BREATHE provides a chance to reflect, and be mindful about the linkages between health, the environment, and public engagement. The exhibition offers attendees a small sample of evidence, objects, visualizations, images, and gestures; each is designed to convey the impacts of air pollutants and what those impacts mean for personal and environmental health. It is hoped that the work presented here stimulates viewers to further explore linkages between air quality, climate and health, as well as between technology, culture and infrastructure in their own environment.

But why use art? Why not show the facts to spur action or exhibit more conventional persuasive messaging examples? The answer to that question lies deep at the heart of human psychology, and it stems from the diversity of human experience. People interpret information about the environment—and their experiences with the environment—in vastly different terms. As a result, risks and linkages between human and environmental health hazards are treated very differently by different people. When it comes to the environment (and even personal health), there is no such thing as common sense. Instead, the vast majority of people on the planet look to those who are closest to them for evidence of what works and for moral guidance.

The impact of art—like air pollution—exists at the level of human experience, rather than at the level of direct communication. It is an inherently “fuzzy”, ambient, imprecise, and inefficient form of communication. Those same qualities also make it special and powerful; it speaks more directly to different kinds of people through the common bonds of human experience—the senses.

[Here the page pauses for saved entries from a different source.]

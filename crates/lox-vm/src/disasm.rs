use std::fmt::Write;

use crate::chunk::{Chunk, Reader};
use crate::opcodes::Op;

fn op_name(op: Op) -> &'static str {
    match op {
        Op::Nop => "NOP",
        Op::Constant8 => "CONSTANT_8",
        Op::Constant16 => "CONSTANT_16",
        Op::Constant24 => "CONSTANT_24",
        Op::NdfGlobal8 => "NDF_GLOBAL_8",
        Op::NdfGlobal16 => "NDF_GLOBAL_16",
        Op::NdfGlobal24 => "NDF_GLOBAL_24",
        Op::DefGlobal8 => "DEF_GLOBAL_8",
        Op::DefGlobal16 => "DEF_GLOBAL_16",
        Op::DefGlobal24 => "DEF_GLOBAL_24",
        Op::GetGlobal8 => "GET_GLOBAL_8",
        Op::GetGlobal16 => "GET_GLOBAL_16",
        Op::GetGlobal24 => "GET_GLOBAL_24",
        Op::SetGlobal8 => "SET_GLOBAL_8",
        Op::SetGlobal16 => "SET_GLOBAL_16",
        Op::SetGlobal24 => "SET_GLOBAL_24",
        Op::Nil => "NIL",
        Op::True => "TRUE",
        Op::False => "FALSE",
        Op::Equal => "EQUAL",
        Op::NotEqual => "NOT_EQUAL",
        Op::Less => "LESS",
        Op::LessEqual => "LESS_EQUAL",
        Op::Greater => "GREATER",
        Op::GreaterEqual => "GREATER_EQUAL",
        Op::Add => "ADD",
        Op::Subtract => "SUBTRACT",
        Op::Multiply => "MULTIPLY",
        Op::Divide => "DIVIDE",
        Op::Negate => "NEGATE",
        Op::Not => "NOT",
        Op::Print => "PRINT",
        Op::Pop => "POP",
        Op::Return => "RETURN",
        Op::Jump => "JUMP",
        Op::JumpIfFalse => "JUMP_IF_FALSE",
        Op::JumpIfTrue => "JUMP_IF_TRUE",
    }
}

/// Render the instruction body (mnemonic + operands) under the reader's
/// cursor, consuming its operand bytes. Assumes `op` was just read.
fn write_body(out: &mut String, chunk: &Chunk, reader: &mut Reader<'_>, op: Op) {
    if op.reads_constant() {
        let idx = reader.read_index(op.operand_width());
        let value = &chunk.constants[idx as usize];
        let _ = write!(out, "{:<16} {idx:<4} '{value}'", op_name(op));
    } else if matches!(op, Op::Jump | Op::JumpIfFalse | Op::JumpIfTrue) {
        let offset = reader.read_u16();
        let target = reader.offset() + offset as usize;
        let _ = write!(out, "{:<16} {offset:<4} ; -> {target:04}", op_name(op));
    } else {
        let _ = write!(out, "{}", op_name(op));
    }
}

/// Produce a human-readable listing of a whole chunk.
///
/// One line per instruction: zero-padded offset, the source line (or `|`
/// when unchanged from the previous instruction), the mnemonic, and for
/// constant-bearing instructions the operand index plus the constant value.
/// Purely a function of the chunk contents.
pub fn disassemble(chunk: &Chunk, name: &str) -> String {
    let mut out = String::new();
    let _ = writeln!(out, "== {name} ==");

    let mut reader = chunk.reader();
    let mut prev_line = None;
    while let Some((offset, decoded, line)) = reader.next_op() {
        let _ = write!(out, "{offset:04} ");
        if prev_line == Some(line) {
            out.push_str("   | ");
        } else {
            let _ = write!(out, "{line:4} ");
        }
        prev_line = Some(line);

        match decoded {
            Ok(op) => write_body(&mut out, chunk, &mut reader, op),
            Err(byte) => {
                let _ = write!(out, "UNKNOWN({byte:#04x})");
            }
        }
        out.push('\n');
    }
    out
}

/// Disassemble the single instruction at `offset` (used by VM tracing).
pub fn disassemble_instruction(chunk: &Chunk, offset: usize) -> String {
    let mut out = String::new();
    let mut reader = Reader::at(chunk, offset);
    if let Some((at, decoded, line)) = reader.next_op() {
        let _ = write!(out, "{at:04} {line:4} ");
        match decoded {
            Ok(op) => write_body(&mut out, chunk, &mut reader, op),
            Err(byte) => {
                let _ = write!(out, "UNKNOWN({byte:#04x})");
            }
        }
    }
    out
}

Artists and designers ask what emotions are possible, and they invoke those emotions using an array of skills, materials, and meaning. Emotions connect directly with people’s deep-seated moral foundations through novel aesthetic experiences, visceral reactions of disgust, pleasure and surprise, abstract confusion and uncertainty, or even a sense of alienation about one’s own identity and role in society. Art prompts audiences to reflect on their personal experiences, to update their mental models for how the world works, and to expand their worldviews to encompass new goals for themselves and new forms of risk and reward. Art provokes informed citizenship.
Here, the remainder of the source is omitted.